EXERCISE DETAILS:
Output the listing exactly, leaving out no line.

RECORDS TO USE:
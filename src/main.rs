// Copyright 2024 The ChromiumOS Authors
//
// Use of this source code is governed by a BSD-style
// license that can be found in the LICENSE file or at
// https://developers.google.com/open-source/licenses/bsd

use anyhow::Result;
use tracing_subscriber::EnvFilter;

mod cmd;

fn main() -> Result<()> {
    tracing_subscriber::fmt()
        .with_env_filter(EnvFilter::from_default_env())
        .with_writer(std::io::stderr)
        .init();
    let args: cmd::TopLevel = argh::from_env();
    cmd::run(&args)
}
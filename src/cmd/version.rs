// Copyright 2024 The ChromiumOS Authors
//
// Use of this source code is governed by a BSD-style
// license that can be found in the LICENSE file or at
// https://developers.google.com/open-source/licenses/bsd

use anyhow::Result;
use argh::FromArgs;

const VERSION: &str = env!("CARGO_PKG_VERSION");

#[derive(FromArgs, PartialEq, Debug)]
/// display version info
#[argh(subcommand, name = "version")]
pub struct Args {}

#[tracing::instrument(level = "trace")]
pub fn run(_args: &Args) -> Result<()> {
    println!("patas v{VERSION}");
    Ok(())
}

RESULT BELOW:
filename src/main.rs
// Copyright 2024 The ChromiumOS Authors
//
// Use of this source code is governed by a BSD-style
// license that can be found in the LICENSE file or at
// https://developers.google.com/open-source/licenses/bsd

use anyhow::Result;
use tracing_subscriber::EnvFilter;

mod cmd;

fn main() -> Result<()> {
    tracing_subscriber::fmt()
        .with_env_filter(EnvFilter::from_default_env())
        .with_writer(std::io::stderr)
        .init();
    let args: cmd::TopLevel = argh::from_env();
    cmd::run(&args)
}
filename src/cmd/version.rs
// Copyright 2024 The ChromiumOS Authors
//
// Use of this source code is governed by a BSD-style
// license that can be found in the LICENSE file or at
// https://developers.google.com/open-source/licenses/bsd

use anyhow::Result;
use argh::FromArgs;

const VERSION: &str = env!("CARGO_PKG_VERSION");

#[derive(FromArgs, PartialEq, Debug)]
/// display version info
#[argh(subcommand, name = "version")]
pub struct Args {}

#[tracing::instrument(level = "trace")]
pub fn run(_args: &Args) -> Result<()> {
    println!("patas v{VERSION}");
    Ok(())
}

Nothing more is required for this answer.